The findings, published online Jan. 8, 2014, in the journal PLOS ONE, suggest that the bacterial presence is associated with thinning of the fetal membranes. More research is needed to understand whether bacterial presence is a cause or consequence of fetal membrane weakening.
"Complications of preterm births can have long-term health effects for both mothers and children," said study author Amy P. Murtha, M.D., associate professor of obstetrics and gynecology at Duke University School of Medicine. "Our research focuses on why the fetal membranes, or water sac, break early in some women, with the overall goal of better understanding the mechanisms of preterm membrane rupture."
Composed of two fetal cell layers, the amnion and chorion, fetal membranes play an important role in maintaining pregnancy through gestation. Nearly one-third of all early deliveries are associated with the water breaking in what's known as preterm premature rupture of membranes, or PPROM.
Previous research from Murtha and her colleagues demonstrated that the chorion has more cell death when infection is present, and that this cell layer may be thinner in women who experience PPROM. Among PPROM patients with infection in the fetal membranes (chorioamnionitis), the cell death within the chorion layer was highest, suggesting that infection may play a role in causing PPROM.

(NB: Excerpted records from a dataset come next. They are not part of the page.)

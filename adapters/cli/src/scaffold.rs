use std::io;

use anyhow::{bail, Context, Result};
use brawl_arena_core::{BlockCatalog, BlockType, Command, Event, GridGeometry, WorldPoint};
use brawl_arena_rendering::{
    AsciiBackend, GhostPresentation, Presentation, RenderingBackend, Scene, SceneMode,
};
use brawl_arena_system_editor::{self as editor, Editor, EditorInput};
use brawl_arena_system_validation::{validate_view, ValidationReport};
use brawl_arena_world::{self as world, query, World};
use clap::Args;
use log::warn;

use crate::settings::Settings;

#[derive(Debug, Args)]
pub(crate) struct ScaffoldArgs {
    /// Print each map with the grid overlay after authoring it
    #[arg(long)]
    pub(crate) preview: bool,
    /// Only author the named demo map
    #[arg(long)]
    pub(crate) only: Option<String>,
}

/// Demo map expressed as editor strokes on the right half of the arena.
///
/// Every stroke is placed with mirroring enabled, so the left half follows.
struct Blueprint {
    name: &'static str,
    strokes: Vec<(BlockType, f32, f32)>,
}

fn row(
    kind: BlockType,
    y: f32,
    columns: std::ops::RangeInclusive<i32>,
) -> Vec<(BlockType, f32, f32)> {
    columns.map(|x| (kind, x as f32, y)).collect()
}

fn blueprints() -> Vec<Blueprint> {
    let lobby = [
        row(BlockType::Platform, -4.0, 0..=10),
        vec![
            (BlockType::Spawn, 3.0, -2.0),
            (BlockType::Spawn, 8.0, -2.0),
            (BlockType::Spring, 10.0, -3.0),
        ],
    ];
    let trophy = [
        row(BlockType::Platform, -2.0, 0..=4),
        vec![
            (BlockType::Platform, 0.0, -1.0),
            (BlockType::Spawn, 1.0, 0.0),
            (BlockType::Spawn, 3.0, 0.0),
        ],
    ];
    let canyon = [
        row(BlockType::Platform, -5.0, 0..=11),
        row(BlockType::Platform, 0.0, 5..=8),
        vec![
            (BlockType::Spawn, 6.0, 2.0),
            (BlockType::Spawn, 10.0, -3.0),
            (BlockType::Spike, 2.0, -4.0),
            (BlockType::Spike, 3.0, -4.0),
            (BlockType::Spring, 11.0, -4.0),
            (BlockType::Crate, 0.0, 3.0),
        ],
    ];
    let rooftops = [
        row(BlockType::Spike, -6.0, 5..=8),
        row(BlockType::Platform, -1.0, 9..=11),
        vec![
            (BlockType::Platform, 4.0, -5.0),
            (BlockType::Platform, 4.0, -4.0),
            (BlockType::Platform, 4.0, -3.0),
            (BlockType::Spawn, 4.0, -1.0),
            (BlockType::Spawn, 10.0, 1.0),
            (BlockType::Crate, 7.0, 4.0),
        ],
    ];

    [
        ("lobby", lobby.concat()),
        ("trophy", trophy.concat()),
        ("canyon", canyon.concat()),
        ("rooftops", rooftops.concat()),
    ]
    .into_iter()
    .map(|(name, strokes)| Blueprint { name, strokes })
    .collect()
}

struct Session {
    world: World,
    editor: Editor,
    report: ValidationReport,
}

pub(crate) fn run(settings: &Settings, args: &ScaffoldArgs) -> Result<()> {
    let store = settings.store();
    let geometry = settings.geometry();

    let mut authored = 0;
    for blueprint in blueprints()
        .into_iter()
        .filter(|blueprint| args.only.as_deref().map_or(true, |only| only == blueprint.name))
    {
        let mut session = author(geometry, &blueprint);
        let view = query::map_view(&session.world);
        println!(
            "{}: {} blocks, {}",
            blueprint.name,
            view.len(),
            session.report.reason
        );

        if args.preview {
            preview(&mut session, &blueprint)?;
        }

        let path = store
            .save_authored(
                blueprint.name,
                &view.to_descriptor(),
                query::is_map_validated(&session.world),
            )
            .with_context(|| format!("failed to save demo map `{}`", blueprint.name))?;
        println!("  saved {}", path.display());
        authored += 1;
    }

    if authored == 0 {
        bail!(
            "no demo map is named `{}`",
            args.only.as_deref().unwrap_or_default()
        );
    }
    Ok(())
}

fn author(geometry: GridGeometry, blueprint: &Blueprint) -> Session {
    let mut world = World::with_config(world::Config::new(geometry, BlockCatalog::standard()));
    let mut editor = Editor::new(editor::Config::new(geometry));

    let _ = send(
        &mut world,
        &mut editor,
        EditorInput {
            toggle_mirror: true,
            ..EditorInput::default()
        },
    );

    let mut rejected = 0;
    for &(kind, x, y) in &blueprint.strokes {
        let events = send(
            &mut world,
            &mut editor,
            EditorInput {
                cursor: Some(WorldPoint::new(x, y)),
                place_action: true,
                select: Some(kind),
                ..EditorInput::default()
            },
        );
        rejected += events
            .iter()
            .filter(|event| matches!(event, Event::BlockPlacementRejected { .. }))
            .count();
    }
    if rejected > 0 {
        warn!(
            "{rejected} placements in `{}` fell outside the rules",
            blueprint.name
        );
    }

    let mut commands = Vec::new();
    editor.begin_test_run(&mut commands);
    editor.end_test_run(&mut commands);
    let _ = run_commands(&mut world, commands);

    let report = validate_view(&query::map_view(&world), query::geometry(&world));
    let mut commands = Vec::new();
    editor.record_validation(&report, &mut commands);
    let _ = run_commands(&mut world, commands);

    Session {
        world,
        editor,
        report,
    }
}

fn preview(session: &mut Session, blueprint: &Blueprint) -> Result<()> {
    let _ = session.editor.toggle_grid();
    let cursor = blueprint
        .strokes
        .last()
        .map(|&(_, x, y)| WorldPoint::new(x, y));
    let world = &session.world;
    session
        .editor
        .update_ghosts(cursor, |kind, position| {
            query::placement_check(world, kind, position)
        });

    let ghosts = session.editor.ghosts();
    let ghosts = [ghosts.primary, ghosts.mirrored]
        .into_iter()
        .flatten()
        .map(|ghost| GhostPresentation::new(ghost.kind, ghost.position, ghost.placeable()))
        .collect();
    let scene = Scene::from_map(
        &query::map_view(world),
        *query::geometry(world),
        SceneMode::Editor,
    )
    .with_grid_markers(session.editor.overlay_markers().to_vec())
    .with_ghosts(ghosts);

    let mut backend = AsciiBackend::new(io::stdout().lock());
    backend.present(&Presentation::new(blueprint.name, scene))
}

fn send(world: &mut World, editor: &mut Editor, input: EditorInput) -> Vec<Event> {
    let mut commands = Vec::new();
    editor.handle(
        input,
        |kind, position| query::placement_check(world, kind, position),
        &mut commands,
    );
    run_commands(world, commands)
}

fn run_commands(world: &mut World, commands: Vec<Command>) -> Vec<Event> {
    let mut events = Vec::new();
    for command in commands {
        world::apply(world, command, &mut events);
    }
    events
}

#[cfg(test)]
mod tests {
    use super::*;

    #[test]
    fn every_demo_map_validates_on_the_default_grid() {
        for blueprint in blueprints() {
            let session = author(GridGeometry::default(), &blueprint);
            assert!(
                session.report.valid,
                "{} failed: {}",
                blueprint.name,
                session.report.reason
            );
            assert!(query::is_map_validated(&session.world));
        }
    }

    #[test]
    fn demo_maps_are_symmetric() {
        let geometry = GridGeometry::default();
        for blueprint in blueprints() {
            let session = author(geometry, &blueprint);
            let view = query::map_view(&session.world);
            for block in view.iter() {
                let mirrored = geometry.cell_of(geometry.mirror(block.position));
                let twin = view.block_at(mirrored).map(|twin| twin.kind);
                assert_eq!(twin, Some(block.kind), "{} is lopsided", blueprint.name);
            }
        }
    }

    #[test]
    fn crates_survive_the_test_run() {
        let blueprint = blueprints()
            .into_iter()
            .find(|blueprint| blueprint.name == "rooftops")
            .expect("rooftops blueprint");
        let session = author(GridGeometry::default(), &blueprint);
        let view = query::map_view(&session.world);
        let crates: Vec<WorldPoint> = view
            .iter()
            .filter(|block| block.kind == BlockType::Crate)
            .map(|block| block.position)
            .collect();
        assert_eq!(
            crates,
            vec![WorldPoint::new(7.0, 4.0), WorldPoint::new(-7.0, 4.0)]
        );
        assert!(!query::crate_physics_enabled(&session.world));
    }
}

In the current study, the researchers prospectively examined chorion membrane samples to identify a pattern of bacterial presence and association with chorion thinning. They collected membrane samples from a total of 48 women -- including PPROM, preterm and term patients -- after they gave birth. The researchers measured chorion thinning and bacterial presence in membrane samples collected from both near and far from the rupture site.
In all women, the chorion membrane was thinner at the rupture site than at the distant site. However, chorion thinning was greatest among PPROM patients and was not isolated to the rupture site, as the researchers observed a global chorion thinning even distant from where the membrane ruptured.
The researchers then looked to see if bacteria were present in the membranes and whether bacteria levels correlated with the thinning of the cell layers in the membranes. Interestingly, bacteria were present in all fetal membranes, refuting the traditional understanding that fetal membranes are sterile environments. The amount of bacteria present at the rupture site was higher, which the researchers were not surprised to find.